If you, like many of your fellow Americans, deal with mid-day — or, worse yet, mid-morning — fatigue regularly, you may try to use all the traditional tricks in the book to overcome it. These include downing coffee, loading up on sugar and possibly splashing your face with cold water. While these tricks may work, to an extent, what you really need to do is target the source of your fatigue and create a new morning routine that includes steps to overcome it. Below are a few tricks designed to overcome common sources of fatigue.
Regardless of the reason for your fatigue — whether it be lack of sleep, stress or work overload — exercising first thing in the morning is one of the best things you can do to overcome it. Research shows that even just a quick workout can boost your mood and energy levels and improve cognition. So to prevent the mid-morning slump, engage in a quick exercise first thing in the morning to maximize blood flow. Even something as simple as 30 seconds of jumping jacks or five to 10 burpees can help you instantly feel more alert.
If you feel mid-morning fatigue creeping in, get out of your chair and get moving. Do a few squats, take a quick lap around the office or do a few chair press-ups to reenergize yourself.
Eat a Protein-Packed Breakfast
Though lack of both time and motivation may propel your habit of subsisting on just coffee until lunchtime, this habit may be the culprit of your all-day fatigue. Studies show that enjoying a good breakfast can boost both your energy levels and brain power. Moreover, if you eat a protein-packed breakfast, you are less likely to indulge in energy-draining sugary foods later on in the day.
Exercise Your Creativity
Focusing on the same routine tasks day in and day out can be a real drain on your energy levels and motivation. To restore both, take a break from the mundane and do something creative that you enjoy, such as drawing, painting or knitting. Whatever the hobby, doing something you enjoy for just 10 to 20 minutes each day can help boost your productivity levels when you turn back to the task at hand.
Reach for Healthy Snacks
Many people attempt to satisfy that mid-afternoon sugar craving with, well, sugar. However, doing so can lead to a blood sugar crash and, therefore, early-onset fatigue. To keep your energy levels (and your mood) up until bedtime, reach for healthy snacks instead. The best combination for sustained energy levels involves a mix of protein and carbs, such as yogurt, nuts, fruit, eggs, whole-grain crackers and hummus.

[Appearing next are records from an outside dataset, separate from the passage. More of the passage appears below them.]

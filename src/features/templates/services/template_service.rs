use sqlx::types::Json;
use sqlx::{MySql, MySqlPool, QueryBuilder};

use crate::core::error::{AppError, Result};
use crate::features::templates::dtos::{
    CreateTemplateDto, TemplateQuery, TemplateResponseDto, UpdateTemplateDto,
};
use crate::features::templates::models::{ContentTemplate, TEMPLATE_COLUMNS};
use crate::shared::validation::blank_to_none;

pub struct TemplateService {
    pool: MySqlPool,
}

impl TemplateService {
    pub fn new(pool: MySqlPool) -> Self {
        Self { pool }
    }

    /// Active templates, newest first
    pub async fn list(&self, query: &TemplateQuery) -> Result<Vec<TemplateResponseDto>> {
        let mut builder = QueryBuilder::<MySql>::new(format!(
            "SELECT {} FROM content_templates WHERE is_active = TRUE",
            TEMPLATE_COLUMNS
        ));
        if let Some(category) = query.category.as_deref().filter(|c| !c.is_empty()) {
            builder.push(" AND category = ").push_bind(category.to_string());
        }
        builder.push(" ORDER BY created_at DESC, id DESC");

        let templates = builder
            .build_query_as::<ContentTemplate>()
            .fetch_all(&self.pool)
            .await
            .map_err(|e| {
                tracing::error!("Failed to list templates: {:?}", e);
                AppError::Database(e)
            })?;

        Ok(templates.into_iter().map(Into::into).collect())
    }

    pub async fn get_by_id(&self, id: i64) -> Result<TemplateResponseDto> {
        let sql = format!("SELECT {} FROM content_templates WHERE id = ?", TEMPLATE_COLUMNS);
        sqlx::query_as::<_, ContentTemplate>(&sql)
            .bind(id)
            .fetch_optional(&self.pool)
            .await
            .map_err(|e| {
                tracing::error!("Failed to get template {}: {:?}", id, e);
                AppError::Database(e)
            })?
            .map(Into::into)
            .ok_or_else(|| AppError::NotFound(format!("Template {} not found", id)))
    }

    pub async fn create(&self, dto: CreateTemplateDto) -> Result<TemplateResponseDto> {
        let result = sqlx::query(
            r#"
            INSERT INTO content_templates (name, description, content, category, thumbnail, is_active)
            VALUES (?, ?, ?, ?, ?, ?)
            "#,
        )
        .bind(&dto.name)
        .bind(blank_to_none(dto.description))
        .bind(Json(dto.content))
        .bind(blank_to_none(dto.category))
        .bind(blank_to_none(dto.thumbnail))
        .bind(dto.is_active.unwrap_or(true))
        .execute(&self.pool)
        .await
        .map_err(|e| {
            tracing::error!("Failed to create template: {:?}", e);
            AppError::Database(e)
        })?;

        let id = result.last_insert_id() as i64;
        tracing::info!("Template {} ({}) created", id, dto.name);
        self.get_by_id(id).await
    }

    pub async fn update(&self, id: i64, dto: UpdateTemplateDto) -> Result<TemplateResponseDto> {
        sqlx::query(
            r#"
            UPDATE content_templates
            SET name = COALESCE(?, name),
                description = COALESCE(?, description),
                content = COALESCE(?, content),
                category = COALESCE(?, category),
                thumbnail = COALESCE(?, thumbnail),
                is_active = COALESCE(?, is_active),
                updated_at = CURRENT_TIMESTAMP
            WHERE id = ?
            "#,
        )
        .bind(dto.name)
        .bind(dto.description)
        .bind(dto.content.map(Json))
        .bind(dto.category)
        .bind(dto.thumbnail)
        .bind(dto.is_active)
        .bind(id)
        .execute(&self.pool)
        .await
        .map_err(|e| {
            tracing::error!("Failed to update template {}: {:?}", id, e);
            AppError::Database(e)
        })?;

        tracing::info!("Template {} updated", id);
        self.get_by_id(id).await
    }

    pub async fn delete(&self, id: i64) -> Result<()> {
        let result = sqlx::query("DELETE FROM content_templates WHERE id = ?")
            .bind(id)
            .execute(&self.pool)
            .await
            .map_err(AppError::Database)?;

        if result.rows_affected() == 0 {
            return Err(AppError::NotFound(format!("Template {} not found", id)));
        }

        tracing::info!("Template {} deleted", id);
        Ok(())
    }
}
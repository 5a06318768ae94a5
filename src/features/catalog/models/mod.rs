mod feature;
mod service;
mod service_category;

pub use feature::*;
pub use service::*;
pub use service_category::*;
use chrono::{DateTime, Utc};
use sqlx::types::Json;
use sqlx::FromRow;

/// Portfolio entry shown on the public projects pages
#[derive(Debug, Clone, FromRow)]
pub struct Project {
    pub id: i64,
    pub title: String,
    pub slug: String,
    pub description: Option<String>,
    pub short_description: Option<String>,
    pub content: Option<String>,
    pub image_url: Option<String>,
    pub demo_url: Option<String>,
    pub technologies: Option<Json<Vec<String>>>,
    pub category: Option<String>,
    pub client_name: Option<String>,
    pub completion_date: Option<DateTime<Utc>>,
    pub meta_title: Option<String>,
    pub meta_description: Option<String>,
    pub is_active: bool,
    pub is_featured: bool,
    pub sort_order: i32,
    pub created_at: DateTime<Utc>,
    pub updated_at: DateTime<Utc>,
}

pub(crate) const PROJECT_COLUMNS: &str = "id, title, slug, description, short_description, \
     content, image_url, demo_url, technologies, category, client_name, completion_date, \
     meta_title, meta_description, is_active, is_featured, sort_order, created_at, updated_at";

Make Your Evenings a Time for Relaxation
If you are on the go until bedtime, it’s no wonder you’re fatigued most days — your brain never has a chance to rest. Ideally, you will use your evenings — or, at least, the two to three hours before bedtime — to mellow out so that your brain can unwind. When the brain is relaxed, the body enjoys a better and more restful night’s sleep.
The mid-morning energy slump is a real problem, for society as a whole and for individuals. If you’re tired of being tired, take steps to combat fatigue, beginning with those outlined above.